• PROBLEM TO SOLVE
Using the data beneath, show every line that includes the word "FeatureVector".

• Saved data entries
= = = = =

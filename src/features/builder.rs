//! Feature construction for fraud model inference.
//!
//! Turns a transaction plus its window aggregates into the feature vector in
//! the exact order the model was fit against. Batch replay and online
//! scoring both go through `FeatureBuilder::build`.

use crate::error::ScoringError;
use crate::features::encoding::CategoryEncoding;
use crate::features::layout::FEATURE_COUNT;
use crate::types::transaction::Transaction;
use chrono::{Datelike, Timelike};
use serde::{Deserialize, Serialize};
use std::sync::Arc;

/// Guards the deviation ratio against a zero spend baseline
pub const DEVIATION_EPSILON: f64 = 1e-9;

/// Model input for one transaction
#[derive(Debug, Clone, Copy, PartialEq, Serialize, Deserialize)]
pub struct FeatureVector {
    pub amount: f64,
    pub hour_of_day: u32,
    pub day_of_week: u32,
    pub tx_count_24h: u32,
    pub avg_spend_user: f64,
    pub amount_deviation: f64,
    pub merchant_cat_code: i32,
}

impl FeatureVector {
    /// Values in `FEATURE_LAYOUT` order
    pub fn values(&self) -> [f64; FEATURE_COUNT] {
        [
            self.amount,
            self.hour_of_day as f64,
            self.day_of_week as f64,
            self.tx_count_24h as f64,
            self.avg_spend_user,
            self.amount_deviation,
            self.merchant_cat_code as f64,
        ]
    }

    /// Values as the f32 tensor row ONNX models expect
    pub fn to_model_input(&self) -> Vec<f32> {
        self.values().iter().map(|&v| v as f32).collect()
    }
}

/// Builds feature vectors against a fixed category encoding.
#[derive(Debug, Clone)]
pub struct FeatureBuilder {
    encoding: Arc<CategoryEncoding>,
}

impl FeatureBuilder {
    pub fn new(encoding: Arc<CategoryEncoding>) -> Self {
        Self { encoding }
    }

    /// Build the feature vector for `tx` given the aggregates recorded for it.
    ///
    /// Hour and weekday are taken in UTC, weekday counted from Monday = 0.
    pub fn build(
        &self,
        tx: &Transaction,
        tx_count_24h: u32,
        avg_spend_user: f64,
    ) -> Result<FeatureVector, ScoringError> {
        tx.validate()?;
        if !avg_spend_user.is_finite() || avg_spend_user < 0.0 {
            return Err(ScoringError::Validation(format!(
                "avg_spend_user must be a non-negative number, got {avg_spend_user}"
            )));
        }

        Ok(FeatureVector {
            amount: tx.amount,
            hour_of_day: tx.timestamp.hour(),
            day_of_week: tx.timestamp.weekday().num_days_from_monday(),
            tx_count_24h,
            avg_spend_user,
            amount_deviation: tx.amount / (avg_spend_user + DEVIATION_EPSILON),
            merchant_cat_code: self.encoding.code(&tx.merchant_category),
        })
    }

    pub fn encoding(&self) -> &CategoryEncoding {
        &self.encoding
    }
}

#[cfg(test)]
mod tests {
    use super::*;
    use crate::features::layout::FEATURE_LAYOUT;
    use chrono::{TimeZone, Utc};

    fn builder() -> FeatureBuilder {
        let encoding = CategoryEncoding::fit(
            ["Dining", "Electronics", "Groceries", "Travel"].iter().copied(),
        );
        FeatureBuilder::new(Arc::new(encoding))
    }

    fn tx(amount: f64) -> Transaction {
        // 2024-01-11 is a Thursday
        Transaction::new(
            "tx_1",
            1000,
            amount,
            Utc.with_ymd_and_hms(2024, 1, 11, 23, 15, 0).unwrap(),
            "Electronics",
        )
    }

    #[test]
    fn test_calendar_fields_are_utc() {
        let features = builder().build(&tx(10.0), 1, 10.0).unwrap();
        assert_eq!(features.hour_of_day, 23);
        assert_eq!(features.day_of_week, 3);
        assert_eq!(features.merchant_cat_code, 1);
    }

    #[test]
    fn test_deviation_formula() {
        let features = builder().build(&tx(3000.0), 2, 1525.0).unwrap();
        assert_eq!(features.amount_deviation, 3000.0 / (1525.0 + 1e-9));
        assert!((features.amount_deviation - 1.967).abs() < 1e-3);
    }

    #[test]
    fn test_first_transaction_deviation_is_one() {
        let features = builder().build(&tx(50.0), 1, 50.0).unwrap();
        assert!((features.amount_deviation - 1.0).abs() < 1e-9);
    }

    #[test]
    fn test_zero_baseline_does_not_divide_by_zero() {
        let features = builder().build(&tx(5.0), 1, 0.0).unwrap();
        assert!(features.amount_deviation.is_finite());
        assert_eq!(features.amount_deviation, 5.0 / 1e-9);
    }

    #[test]
    fn test_values_follow_layout_order() {
        let features = builder().build(&tx(3000.0), 2, 1525.0).unwrap();
        let values = features.values();
        assert_eq!(values.len(), FEATURE_LAYOUT.len());
        assert_eq!(values[0], 3000.0);
        assert_eq!(values[3], 2.0);
        assert_eq!(values[4], 1525.0);
        assert_eq!(values[6], 1.0);
        assert_eq!(features.to_model_input().len(), FEATURE_COUNT);
    }

    #[test]
    fn test_invalid_inputs_are_validation_errors() {
        let b = builder();
        assert!(matches!(
            b.build(&tx(-1.0), 1, 10.0),
            Err(ScoringError::Validation(_))
        ));
        assert!(matches!(
            b.build(&tx(1.0), 1, f64::NAN),
            Err(ScoringError::Validation(_))
        ));
    }
}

= = = = =

• ANSWER SECTION
pub struct FeatureVector {
impl FeatureVector {
    ) -> Result<FeatureVector, ScoringError> {
        Ok(FeatureVector {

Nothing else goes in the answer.